Werkt de minister voldoende voortvarend aan de overdracht?
4. Eiser betoogt dat de minister onvoldoende voortvarend werkt aan de overdracht, omdat de geplande overdracht van 13 januari 2025 aan de Duitse autoriteiten niet is doorgegaan en onduidelijk is waarom de overdracht niet is doorgegaan.
4.1.
De beroepsgrond slaagt niet. De minister heeft tijdens de zitting toegelicht dat de overdracht van 13 januari 2025 niet heeft kunnen doorgaan omdat de Duitse autoriteiten hadden aangegeven meer tijd nodig te hebben om de overdracht van eiser voor te bereiden.
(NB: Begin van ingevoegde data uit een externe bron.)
//! Counters the simulator can drive

use crate::error::HarnessError;
use crate::probe::OverlapProbe;
use crate::racy::{pause, RacyCounter};
use serde::{Deserialize, Serialize};
use std::time::Duration;
use tally_core::GuardedCounter;

/// Result of a "feed them if nobody is left" step
#[derive(Debug, Clone, Copy, PartialEq, Eq, Serialize, Deserialize)]
#[serde(rename_all = "snake_case", tag = "outcome", content = "value")]
pub enum FeedOutcome {
    /// Value was zero when checked and still zero when acted on
    Fed,
    /// Value was non-zero, nothing done
    Skipped,
    /// Value was zero when checked but had changed by the time of the action
    FedStale(i64),
}

/// A shared integer the simulator can exercise
///
/// Every mutating step reads, waits `dwell`, then writes, and reports the
/// read-to-write window to the probe. A correct implementation keeps those
/// windows from overlapping.
pub trait SharedCounter: Sync {
    /// Read, wait `dwell`, write `read + 1`
    ///
    /// # Errors
    /// Whatever the underlying counter reports.
    fn increment(&self, probe: &OverlapProbe, dwell: Duration) -> Result<(), HarnessError>;

    /// Read, wait `dwell`, write `read - 1`
    ///
    /// # Errors
    /// Whatever the underlying counter reports.
    fn decrement(&self, probe: &OverlapProbe, dwell: Duration) -> Result<(), HarnessError>;

    /// Observe the current value
    fn read(&self) -> i64;

    /// Check for zero, wait `dwell`, then act
    fn feed_if_zero(&self, probe: &OverlapProbe, dwell: Duration) -> FeedOutcome;

    /// Short name for reports
    fn name(&self) -> &'static str;
}

impl SharedCounter for GuardedCounter {
    fn increment(&self, probe: &OverlapProbe, dwell: Duration) -> Result<(), HarnessError> {
        guarded_step(self, 1, probe, dwell)
    }

    fn decrement(&self, probe: &OverlapProbe, dwell: Duration) -> Result<(), HarnessError> {
        guarded_step(self, -1, probe, dwell)
    }

    fn read(&self) -> i64 {
        GuardedCounter::read(self)
    }

    fn feed_if_zero(&self, probe: &OverlapProbe, dwell: Duration) -> FeedOutcome {
        let acted = self.when_zero(|section| {
            let _inside = probe.enter();
            pause(dwell);
            section.value()
        });
        match acted {
            Some(0) => FeedOutcome::Fed,
            Some(value) => FeedOutcome::FedStale(value),
            None => FeedOutcome::Skipped,
        }
    }

    fn name(&self) -> &'static str {
        "guarded"
    }
}

fn guarded_step(
    counter: &GuardedCounter,
    delta: i64,
    probe: &OverlapProbe,
    dwell: Duration,
) -> Result<(), HarnessError> {
    counter.with_lock(|section| {
        let _inside = probe.enter();
        pause(dwell);
        section.add(delta).map(drop)
    })?;
    Ok(())
}

impl SharedCounter for RacyCounter {
    fn increment(&self, probe: &OverlapProbe, dwell: Duration) -> Result<(), HarnessError> {
        let _inside = probe.enter();
        self.step(1, dwell);
        Ok(())
    }

    fn decrement(&self, probe: &OverlapProbe, dwell: Duration) -> Result<(), HarnessError> {
        let _inside = probe.enter();
        self.step(-1, dwell);
        Ok(())
    }

    fn read(&self) -> i64 {
        RacyCounter::read(self)
    }

    fn feed_if_zero(&self, probe: &OverlapProbe, dwell: Duration) -> FeedOutcome {
        if RacyCounter::read(self) != 0 {
            return FeedOutcome::Skipped;
        }
        let _inside = probe.enter();
        pause(dwell);
        match RacyCounter::read(self) {
            0 => FeedOutcome::Fed,
            value => FeedOutcome::FedStale(value),
        }
    }

    fn name(&self) -> &'static str {
        "unguarded"
    }
}

#[cfg(test)]
mod tests {
    use super::*;

    #[test]
    fn guarded_feed_only_at_zero() {
        let counter = GuardedCounter::new();
        let probe = OverlapProbe::new();
        assert_eq!(counter.feed_if_zero(&probe, Duration::ZERO), FeedOutcome::Fed);

        SharedCounter::increment(&counter, &probe, Duration::ZERO).unwrap();
        assert_eq!(counter.feed_if_zero(&probe, Duration::ZERO), FeedOutcome::Skipped);
        assert_eq!(SharedCounter::read(&counter), 1);
    }

    #[test]
    fn names() {
        assert_eq!(SharedCounter::name(&GuardedCounter::new()), "guarded");
        assert_eq!(SharedCounter::name(&RacyCounter::new()), "unguarded");
    }
}
//! Testing utilities for the Tally workspace
//!
//! Shared helpers for driving counters from many threads at once.

#![allow(missing_docs)]

use std::sync::Barrier;
use std::thread;
use tally_core::GuardedCounter;

/// Install a test subscriber once; later calls are no-ops
pub fn init_tracing() {
    let _ = tracing_subscriber::fmt().with_test_writer().try_init();
}

/// Run `op(thread_index, iteration)` `per_thread` times on each of `threads`
/// threads, all released together by a barrier.
///
/// Panics in any worker propagate to the caller.
pub fn hammer<F>(threads: usize, per_thread: usize, op: F)
where
    F: Fn(usize, usize) + Sync,
{
    let barrier = Barrier::new(threads);
    thread::scope(|scope| {
        for t in 0..threads {
            let barrier = &barrier;
            let op = &op;
            scope.spawn(move || {
                barrier.wait();
                for i in 0..per_thread {
                    op(t, i);
                }
            });
        }
    });
}

/// `threads` x `per_thread` increments
pub fn increment_concurrently(counter: &GuardedCounter, threads: usize, per_thread: usize) {
    hammer(threads, per_thread, |_, _| counter.increment().unwrap());
}

/// `pairs` incrementing threads racing `pairs` decrementing threads
pub fn cancel_concurrently(counter: &GuardedCounter, pairs: usize, per_thread: usize) {
    hammer(pairs * 2, per_thread, |t, _| {
        if t % 2 == 0 {
            counter.increment().unwrap();
        } else {
            counter.decrement().unwrap();
        }
    });
}

/// Counter with `value` already applied
pub fn counter_at(value: i64) -> GuardedCounter {
    let counter = GuardedCounter::new();
    counter.add(value).unwrap();
    counter
}
//! Blocking guarded counter
//!
//! One `parking_lot` mutex owns the value. There is no way to reach the
//! value without going through the guard, so a caller cannot forget to lock
//! or lock the wrong thing.

use crate::config::CounterConfig;
use crate::error::CounterError;
use crate::section::CriticalSection;
use crate::state::{CounterState, CounterStats, WaitStats};
use parking_lot::{Mutex, MutexGuard};
use std::time::Duration;

/// Shared integer with race-free increment, decrement and read
///
/// Share it by reference or through an `Arc`. The counter is deliberately
/// not `Clone`: a clone would carry its own guard and silently stop
/// coordinating with the original.
///
/// # Characteristics
/// - Every read-modify-write runs inside one critical section
/// - No fairness between waiters
/// - Not reentrant: do not call the counter from inside [`Self::with_lock`]
#[derive(Debug, Default)]
pub struct GuardedCounter {
    state: Mutex<CounterState>,
    config: CounterConfig,
    waits: WaitStats,
}

impl GuardedCounter {
    /// Create a counter at zero with default configuration
    #[inline]
    #[must_use]
    pub fn new() -> Self {
        Self::default()
    }

    /// Create a counter at zero with the given configuration
    #[must_use]
    pub fn with_config(config: CounterConfig) -> Self {
        Self {
            state: Mutex::new(CounterState::default()),
            config,
            waits: WaitStats::default(),
        }
    }

    /// Add one
    ///
    /// Blocks until the guard is free.
    ///
    /// # Errors
    /// `CounterError::Overflow` at `i64::MAX` under the default policy.
    #[inline]
    pub fn increment(&self) -> Result<(), CounterError> {
        self.add(1).map(drop)
    }

    /// Subtract one
    ///
    /// # Errors
    /// `CounterError::Overflow` at `i64::MIN` under the default policy.
    #[inline]
    pub fn decrement(&self) -> Result<(), CounterError> {
        self.add(-1).map(drop)
    }

    /// Add `delta` and return the value it produced
    ///
    /// # Errors
    /// `CounterError::Overflow` when the policy rejects the step; nothing is written.
    pub fn add(&self, delta: i64) -> Result<i64, CounterError> {
        let mut state = self.acquire();
        state.step(delta, self.config.overflow, &self.config.label)
    }

    /// Value at the instant the guard was held
    ///
    /// The result may already be stale when it is returned.
    #[must_use]
    pub fn read(&self) -> i64 {
        self.acquire().value
    }

    /// Whether the most recent read saw zero
    ///
    /// This is a convenience over [`Self::read`]; it is not atomic with
    /// whatever the caller does next. Use [`Self::when_zero`] to act on the
    /// answer.
    #[inline]
    #[must_use]
    pub fn is_zero(&self) -> bool {
        self.read() == 0
    }

    /// Run `f` inside a single critical section
    ///
    /// Any sequence of checks and mutations performed through the section
    /// is atomic with respect to every other caller. Mutations made before
    /// a panic in `f` are kept.
    pub fn with_lock<R>(&self, f: impl FnOnce(&mut CriticalSection<'_>) -> R) -> R {
        let mut state = self.acquire();
        let mut section = CriticalSection::new(&mut *state, self.config.overflow, &self.config.label);
        f(&mut section)
    }

    /// Run `act` only if the value is zero, holding the guard for both
    ///
    /// Returns `None` without calling `act` when the value is non-zero.
    pub fn when_zero<R>(&self, act: impl FnOnce(&mut CriticalSection<'_>) -> R) -> Option<R> {
        self.with_lock(|section| section.is_zero().then(|| act(section)))
    }

    /// [`Self::increment`] with a bounded wait
    ///
    /// # Errors
    /// `CounterError::LockTimeout` if the guard stays held for `timeout`;
    /// the value is not touched. Overflow as for `increment`.
    #[inline]
    pub fn try_increment_for(&self, timeout: Duration) -> Result<(), CounterError> {
        self.try_add_for(1, timeout).map(drop)
    }

    /// [`Self::decrement`] with a bounded wait
    ///
    /// # Errors
    /// See [`Self::try_increment_for`].
    #[inline]
    pub fn try_decrement_for(&self, timeout: Duration) -> Result<(), CounterError> {
        self.try_add_for(-1, timeout).map(drop)
    }

    /// [`Self::add`] with a bounded wait
    ///
    /// # Errors
    /// See [`Self::try_increment_for`].
    pub fn try_add_for(&self, delta: i64, timeout: Duration) -> Result<i64, CounterError> {
        let mut state = self.acquire_for(timeout)?;
        state.step(delta, self.config.overflow, &self.config.label)
    }

    /// [`Self::read`] with a bounded wait
    ///
    /// # Errors
    /// `CounterError::LockTimeout` if the guard stays held for `timeout`.
    pub fn try_read_for(&self, timeout: Duration) -> Result<i64, CounterError> {
        Ok(self.acquire_for(timeout)?.value)
    }

    /// [`Self::with_lock`] with a bounded wait
    ///
    /// # Errors
    /// `CounterError::LockTimeout` if the guard stays held for `timeout`;
    /// `f` is not called.
    pub fn try_with_lock_for<R>(
        &self,
        timeout: Duration,
        f: impl FnOnce(&mut CriticalSection<'_>) -> R,
    ) -> Result<R, CounterError> {
        let mut state = self.acquire_for(timeout)?;
        let mut section = CriticalSection::new(&mut *state, self.config.overflow, &self.config.label);
        Ok(f(&mut section))
    }

    /// Snapshot of operation statistics
    #[must_use]
    pub fn stats(&self) -> CounterStats {
        let state = self.state.lock();
        self.waits.snapshot(&state)
    }

    /// Get configuration
    #[inline]
    #[must_use]
    pub fn config(&self) -> &CounterConfig {
        &self.config
    }

    /// Consume the counter and return its final value
    #[inline]
    #[must_use]
    pub fn into_inner(self) -> i64 {
        self.state.into_inner().value
    }

    fn acquire(&self) -> MutexGuard<'_, CounterState> {
        if let Some(guard) = self.state.try_lock() {
            return guard;
        }
        self.waits.record_contended();
        tracing::trace!(counter = %self.config.label, "waiting for guard");
        self.state.lock()
    }

    fn acquire_for(&self, timeout: Duration) -> Result<MutexGuard<'_, CounterState>, CounterError> {
        if let Some(guard) = self.state.try_lock() {
            return Ok(guard);
        }
        self.waits.record_contended();
        self.state.try_lock_for(timeout).ok_or_else(|| {
            self.waits.record_timeout();
            tracing::warn!(counter = %self.config.label, ?timeout, "guard not acquired in time");
            CounterError::LockTimeout { waited: timeout }
        })
    }
}

#[cfg(test)]
mod tests {
    use super::*;
    use crate::policy::OverflowPolicy;
    use std::sync::mpsc;
    use std::thread;

    #[test]
    fn fresh_counter_reads_zero() {
        let counter = GuardedCounter::new();
        assert_eq!(counter.read(), 0);
        assert!(counter.is_zero());
    }

    #[test]
    fn sequential_operations() {
        let counter = GuardedCounter::new();
        counter.increment().unwrap();
        counter.increment().unwrap();
        counter.decrement().unwrap();
        assert_eq!(counter.read(), 1);
    }

    #[test]
    fn values_may_go_negative() {
        let counter = GuardedCounter::new();
        counter.decrement().unwrap();
        counter.decrement().unwrap();
        assert_eq!(counter.read(), -2);
        assert_eq!(counter.add(5), Ok(3));
    }

    #[test]
    fn rejected_overflow_does_not_mutate() {
        let counter = GuardedCounter::new();
        counter.add(i64::MAX).unwrap();

        let err = counter.increment().unwrap_err();
        assert_eq!(
            err,
            CounterError::Overflow {
                value: i64::MAX,
                delta: 1
            }
        );
        assert_eq!(counter.read(), i64::MAX);
        assert_eq!(counter.stats().rejected, 1);
    }

    #[test]
    fn wrap_policy_wraps() {
        let counter =
            GuardedCounter::with_config(CounterConfig::new().with_overflow(OverflowPolicy::Wrap));
        counter.add(i64::MAX).unwrap();
        counter.increment().unwrap();
        assert_eq!(counter.read(), i64::MIN);
    }

    #[test]
    fn saturate_policy_clamps() {
        let counter = GuardedCounter::with_config(
            CounterConfig::new().with_overflow(OverflowPolicy::Saturate),
        );
        counter.add(i64::MIN).unwrap();
        counter.decrement().unwrap();
        assert_eq!(counter.read(), i64::MIN);
    }

    #[test]
    fn when_zero_acts_only_on_zero() {
        let counter = GuardedCounter::new();
        assert_eq!(counter.when_zero(|_| "fed"), Some("fed"));

        counter.increment().unwrap();
        assert_eq!(counter.when_zero(|_| "fed"), None);
    }

    #[test]
    fn with_lock_sees_its_own_writes() {
        let counter = GuardedCounter::new();
        let seen = counter.with_lock(|section| {
            section.increment().unwrap();
            section.increment().unwrap();
            section.decrement().unwrap();
            section.value()
        });
        assert_eq!(seen, 1);
        assert_eq!(counter.read(), 1);
    }

    #[test]
    fn timeout_while_held_leaves_value() {
        let owned = GuardedCounter::new();
        let counter = &owned;
        let (held_tx, held_rx) = mpsc::channel();
        let (release_tx, release_rx) = mpsc::channel::<()>();

        thread::scope(|scope| {
            scope.spawn(move || {
                counter.with_lock(|_| {
                    held_tx.send(()).unwrap();
                    release_rx.recv().unwrap();
                });
            });

            held_rx.recv().unwrap();
            let err = counter
                .try_increment_for(Duration::from_millis(20))
                .unwrap_err();
            assert!(matches!(err, CounterError::LockTimeout { .. }));
            assert!(counter
                .try_with_lock_for(Duration::from_millis(1), |_| ())
                .is_err());
            release_tx.send(()).unwrap();
        });

        assert_eq!(counter.read(), 0);
        let stats = counter.stats();
        assert_eq!(stats.timeouts, 2);
        assert!(stats.contended >= 2);
        assert_eq!(stats.increments, 0);
    }

    #[test]
    fn bounded_variants_succeed_when_free() {
        let counter = GuardedCounter::new();
        let wait = Duration::from_millis(10);
        counter.try_increment_for(wait).unwrap();
        counter.try_increment_for(wait).unwrap();
        counter.try_decrement_for(wait).unwrap();
        assert_eq!(counter.try_add_for(3, wait), Ok(4));
        assert_eq!(counter.try_read_for(wait), Ok(4));
        assert_eq!(counter.try_with_lock_for(wait, |s| s.value()), Ok(4));
    }

    #[test]
    fn stats_count_mutations() {
        let counter = GuardedCounter::new();
        counter.increment().unwrap();
        counter.increment().unwrap();
        counter.decrement().unwrap();
        let stats = counter.stats();
        assert_eq!(stats.increments, 2);
        assert_eq!(stats.decrements, 1);
        assert_eq!(stats.mutations(), 3);
    }

    #[test]
    fn into_inner_returns_final_value() {
        let counter = GuardedCounter::new();
        counter.add(41).unwrap();
        counter.increment().unwrap();
        assert_eq!(counter.into_inner(), 42);
    }
}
De minister heeft opnieuw een overdracht (met medische escorts) aangevraagd en deze overdracht staat gepland op 28 januari 2025. Naar het oordeel van de rechtbank werkt de minister daarmee voldoende voortvarend aan de overdracht van eiser.
Leidt ambtshalve toetsing tot een ander oordeel?
5. Los van de door eiser aangevoerde beroepsgronden, ziet de rechtbank in de door de minister en eiser verstrekte gegevens geen grond om te komen tot het oordeel dat aan de rechtmatigheidsvoorwaarden voor deze maatregel niet is voldaan. [5]

Conclusie en gevolgen

6. Het beroep is ongegrond. Daarom wordt ook het verzoek om schadevergoeding afgewezen. Voor een proceskostenveroordeling bestaat geen aanleiding.

Beslissing

De rechtbank:
- verklaart het beroep ongegrond;
- wijst het verzoek om schadevergoeding af.
Deze uitspraak is gedaan door mr. G.H.W. Bodt, rechter, in aanwezigheid van mr. D.M. Abrahams, griffier.
De uitspraak is uitgesproken in het openbaar en bekendgemaakt op:
Rechtsmiddel
Tegen deze uitspraak kan hoger beroep worden ingesteld bij de Afdeling bestuursrechtspraak van de Raad van State binnen één week na de dag van bekendmaking.

Voetnoten

1.Voor de gemachtigde zichtbaar als stuk 10 in het dossier.
2.Voor de gemachtigde zichtbaar als stuk 6 in het dossier.
3.Zie stuk 20.
4.ABRvS 5 januari 2018, ECLI:NL:RVS:2018:16.
5.Vergelijk HvJEU 8 november 2022, ECLI:EU:C:2022:858.